=== Begin Enclosure ===

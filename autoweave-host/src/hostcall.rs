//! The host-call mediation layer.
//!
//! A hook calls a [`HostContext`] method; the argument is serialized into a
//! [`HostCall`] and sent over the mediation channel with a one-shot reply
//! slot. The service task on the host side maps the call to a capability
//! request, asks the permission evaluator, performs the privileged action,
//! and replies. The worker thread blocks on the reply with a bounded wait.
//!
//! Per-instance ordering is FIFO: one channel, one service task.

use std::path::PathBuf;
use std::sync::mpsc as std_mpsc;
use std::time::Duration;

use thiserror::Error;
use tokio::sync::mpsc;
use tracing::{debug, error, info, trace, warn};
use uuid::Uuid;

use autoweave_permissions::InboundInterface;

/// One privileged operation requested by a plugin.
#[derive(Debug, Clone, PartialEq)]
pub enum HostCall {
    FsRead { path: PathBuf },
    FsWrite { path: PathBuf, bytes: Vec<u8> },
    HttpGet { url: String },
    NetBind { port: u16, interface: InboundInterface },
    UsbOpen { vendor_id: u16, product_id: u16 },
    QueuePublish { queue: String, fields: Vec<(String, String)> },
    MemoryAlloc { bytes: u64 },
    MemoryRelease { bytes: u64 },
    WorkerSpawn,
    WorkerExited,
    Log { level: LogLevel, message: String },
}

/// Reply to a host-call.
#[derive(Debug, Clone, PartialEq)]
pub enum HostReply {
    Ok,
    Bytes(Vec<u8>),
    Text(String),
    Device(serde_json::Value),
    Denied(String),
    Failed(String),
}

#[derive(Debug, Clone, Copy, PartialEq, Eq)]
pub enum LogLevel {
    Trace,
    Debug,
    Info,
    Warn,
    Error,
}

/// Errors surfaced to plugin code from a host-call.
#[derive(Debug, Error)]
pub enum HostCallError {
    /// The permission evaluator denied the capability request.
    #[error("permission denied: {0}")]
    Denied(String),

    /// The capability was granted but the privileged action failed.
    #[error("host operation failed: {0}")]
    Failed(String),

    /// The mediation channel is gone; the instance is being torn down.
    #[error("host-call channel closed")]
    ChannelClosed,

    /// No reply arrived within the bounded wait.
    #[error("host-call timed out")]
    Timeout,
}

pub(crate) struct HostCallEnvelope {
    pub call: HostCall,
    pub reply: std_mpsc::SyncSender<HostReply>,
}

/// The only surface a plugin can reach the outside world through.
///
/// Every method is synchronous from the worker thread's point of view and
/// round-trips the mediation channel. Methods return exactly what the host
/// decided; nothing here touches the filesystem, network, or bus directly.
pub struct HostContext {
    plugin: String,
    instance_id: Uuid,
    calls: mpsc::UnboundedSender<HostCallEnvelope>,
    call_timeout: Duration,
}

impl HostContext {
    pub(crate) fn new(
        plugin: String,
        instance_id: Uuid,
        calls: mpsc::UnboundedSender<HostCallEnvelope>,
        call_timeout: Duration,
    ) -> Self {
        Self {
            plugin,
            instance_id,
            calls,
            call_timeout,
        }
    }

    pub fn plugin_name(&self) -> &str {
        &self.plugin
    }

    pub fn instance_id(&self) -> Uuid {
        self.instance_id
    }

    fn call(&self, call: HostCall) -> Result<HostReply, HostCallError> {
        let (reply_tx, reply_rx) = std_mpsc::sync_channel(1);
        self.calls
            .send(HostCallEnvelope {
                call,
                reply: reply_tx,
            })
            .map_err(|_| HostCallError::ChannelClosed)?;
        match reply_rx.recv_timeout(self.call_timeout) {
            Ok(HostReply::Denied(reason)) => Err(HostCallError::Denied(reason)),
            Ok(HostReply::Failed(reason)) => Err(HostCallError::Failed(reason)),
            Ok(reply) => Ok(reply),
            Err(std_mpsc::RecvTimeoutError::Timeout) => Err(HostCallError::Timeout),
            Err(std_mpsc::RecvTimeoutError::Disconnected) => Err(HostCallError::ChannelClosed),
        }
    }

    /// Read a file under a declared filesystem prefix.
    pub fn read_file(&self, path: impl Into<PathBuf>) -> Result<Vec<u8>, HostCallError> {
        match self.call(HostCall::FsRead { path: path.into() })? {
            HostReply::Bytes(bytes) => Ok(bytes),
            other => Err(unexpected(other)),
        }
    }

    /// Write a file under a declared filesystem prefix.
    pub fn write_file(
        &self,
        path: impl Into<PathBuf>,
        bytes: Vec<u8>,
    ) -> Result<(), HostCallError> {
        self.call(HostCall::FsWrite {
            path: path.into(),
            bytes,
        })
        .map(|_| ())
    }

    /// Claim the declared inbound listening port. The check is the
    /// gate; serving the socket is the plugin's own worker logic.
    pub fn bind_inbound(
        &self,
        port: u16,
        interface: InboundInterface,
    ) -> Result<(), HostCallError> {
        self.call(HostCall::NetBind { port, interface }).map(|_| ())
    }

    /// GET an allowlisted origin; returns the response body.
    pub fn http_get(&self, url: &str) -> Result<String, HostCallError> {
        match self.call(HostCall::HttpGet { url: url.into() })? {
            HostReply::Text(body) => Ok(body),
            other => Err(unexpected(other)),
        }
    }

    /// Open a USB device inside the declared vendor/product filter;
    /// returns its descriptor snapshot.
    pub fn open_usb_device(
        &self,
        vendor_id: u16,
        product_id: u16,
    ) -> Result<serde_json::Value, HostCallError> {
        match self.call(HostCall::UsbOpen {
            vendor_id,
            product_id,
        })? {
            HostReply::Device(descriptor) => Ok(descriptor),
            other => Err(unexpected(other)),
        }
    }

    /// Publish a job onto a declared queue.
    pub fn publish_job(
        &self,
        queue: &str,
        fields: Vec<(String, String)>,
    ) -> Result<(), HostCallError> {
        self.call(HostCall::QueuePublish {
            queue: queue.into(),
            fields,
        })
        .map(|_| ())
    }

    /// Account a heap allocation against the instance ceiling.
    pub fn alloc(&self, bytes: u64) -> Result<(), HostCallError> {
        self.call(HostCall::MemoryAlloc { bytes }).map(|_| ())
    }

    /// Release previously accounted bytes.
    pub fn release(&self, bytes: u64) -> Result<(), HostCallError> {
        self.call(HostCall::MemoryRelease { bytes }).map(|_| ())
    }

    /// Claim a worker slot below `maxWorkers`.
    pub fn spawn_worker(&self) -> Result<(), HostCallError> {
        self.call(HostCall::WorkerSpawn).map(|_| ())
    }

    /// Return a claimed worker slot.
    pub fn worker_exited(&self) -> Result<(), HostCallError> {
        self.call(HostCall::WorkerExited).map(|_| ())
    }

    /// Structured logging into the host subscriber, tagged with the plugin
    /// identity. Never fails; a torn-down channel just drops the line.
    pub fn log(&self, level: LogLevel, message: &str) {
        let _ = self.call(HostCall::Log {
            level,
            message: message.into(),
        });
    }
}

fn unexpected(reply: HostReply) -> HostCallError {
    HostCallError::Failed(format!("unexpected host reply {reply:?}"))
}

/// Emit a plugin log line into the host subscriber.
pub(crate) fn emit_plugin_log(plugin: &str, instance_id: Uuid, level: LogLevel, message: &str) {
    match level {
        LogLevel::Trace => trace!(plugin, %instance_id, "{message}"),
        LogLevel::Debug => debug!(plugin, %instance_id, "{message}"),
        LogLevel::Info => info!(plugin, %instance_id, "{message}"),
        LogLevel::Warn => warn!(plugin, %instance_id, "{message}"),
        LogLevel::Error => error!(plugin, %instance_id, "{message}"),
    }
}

=== End Enclosure ===
=== Begin Enclosure ===

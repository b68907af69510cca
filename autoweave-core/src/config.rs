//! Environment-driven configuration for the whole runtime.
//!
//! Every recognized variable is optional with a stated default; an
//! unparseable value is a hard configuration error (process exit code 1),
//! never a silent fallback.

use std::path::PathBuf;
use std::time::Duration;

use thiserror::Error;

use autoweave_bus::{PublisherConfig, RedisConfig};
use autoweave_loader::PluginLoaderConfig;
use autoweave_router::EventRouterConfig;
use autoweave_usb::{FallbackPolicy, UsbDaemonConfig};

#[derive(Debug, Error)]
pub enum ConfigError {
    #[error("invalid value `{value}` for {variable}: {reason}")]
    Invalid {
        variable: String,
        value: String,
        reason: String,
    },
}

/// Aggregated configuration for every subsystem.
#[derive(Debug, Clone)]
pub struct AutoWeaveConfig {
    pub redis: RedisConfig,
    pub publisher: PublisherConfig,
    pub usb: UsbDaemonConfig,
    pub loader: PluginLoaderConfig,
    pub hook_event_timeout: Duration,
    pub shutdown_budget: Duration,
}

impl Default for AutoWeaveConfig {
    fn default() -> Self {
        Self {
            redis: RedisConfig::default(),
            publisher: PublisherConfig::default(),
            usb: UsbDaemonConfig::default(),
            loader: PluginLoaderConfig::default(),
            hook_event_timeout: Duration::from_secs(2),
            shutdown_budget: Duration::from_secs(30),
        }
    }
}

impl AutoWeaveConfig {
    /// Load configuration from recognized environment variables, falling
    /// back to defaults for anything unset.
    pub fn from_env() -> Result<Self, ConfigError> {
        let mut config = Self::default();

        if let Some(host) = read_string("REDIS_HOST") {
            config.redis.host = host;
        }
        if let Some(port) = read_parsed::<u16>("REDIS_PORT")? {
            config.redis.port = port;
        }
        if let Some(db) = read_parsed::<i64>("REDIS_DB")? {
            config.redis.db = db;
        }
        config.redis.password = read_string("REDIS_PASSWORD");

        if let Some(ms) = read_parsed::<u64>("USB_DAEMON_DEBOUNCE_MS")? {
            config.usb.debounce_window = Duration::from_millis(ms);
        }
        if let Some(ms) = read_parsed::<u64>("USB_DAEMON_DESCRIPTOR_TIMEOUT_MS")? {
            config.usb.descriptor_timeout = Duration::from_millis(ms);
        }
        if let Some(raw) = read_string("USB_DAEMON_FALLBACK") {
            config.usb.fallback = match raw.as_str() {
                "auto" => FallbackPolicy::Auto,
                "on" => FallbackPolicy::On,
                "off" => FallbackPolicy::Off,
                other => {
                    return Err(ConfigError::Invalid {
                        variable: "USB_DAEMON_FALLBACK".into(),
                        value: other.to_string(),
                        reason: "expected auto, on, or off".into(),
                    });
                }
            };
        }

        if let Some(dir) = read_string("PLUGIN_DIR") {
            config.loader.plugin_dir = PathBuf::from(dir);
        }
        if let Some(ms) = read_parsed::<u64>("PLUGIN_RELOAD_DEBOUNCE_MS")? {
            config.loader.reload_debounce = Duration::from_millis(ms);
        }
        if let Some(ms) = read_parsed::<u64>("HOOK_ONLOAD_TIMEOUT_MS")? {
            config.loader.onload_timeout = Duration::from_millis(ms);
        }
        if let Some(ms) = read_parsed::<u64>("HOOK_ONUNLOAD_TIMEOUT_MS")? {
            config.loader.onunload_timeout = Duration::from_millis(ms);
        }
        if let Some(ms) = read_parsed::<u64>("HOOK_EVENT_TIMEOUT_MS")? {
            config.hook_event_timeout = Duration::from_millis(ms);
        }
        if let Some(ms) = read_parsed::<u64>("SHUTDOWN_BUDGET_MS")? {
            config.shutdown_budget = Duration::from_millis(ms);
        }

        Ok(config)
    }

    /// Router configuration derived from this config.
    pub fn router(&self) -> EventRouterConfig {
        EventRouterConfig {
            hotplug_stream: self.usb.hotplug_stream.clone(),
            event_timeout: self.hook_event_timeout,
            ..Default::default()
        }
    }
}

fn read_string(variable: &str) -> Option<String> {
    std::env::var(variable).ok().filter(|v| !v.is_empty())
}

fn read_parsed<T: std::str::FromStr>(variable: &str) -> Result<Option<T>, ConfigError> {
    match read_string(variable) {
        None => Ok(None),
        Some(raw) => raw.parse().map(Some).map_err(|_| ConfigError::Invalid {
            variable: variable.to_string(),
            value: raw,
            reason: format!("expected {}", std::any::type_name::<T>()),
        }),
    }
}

=== End Enclosure ===

▸ **INSTRUCTIONS FOR THE TASK**: Your answer should consist of copies of the lines above that include the string "impl".

▸ **REPLY**:
impl HostContext {
    pub fn read_file(&self, path: impl Into<PathBuf>) -> Result<Vec<u8>, HostCallError> {
        path: impl Into<PathBuf>,
impl Default for AutoWeaveConfig {
impl AutoWeaveConfig {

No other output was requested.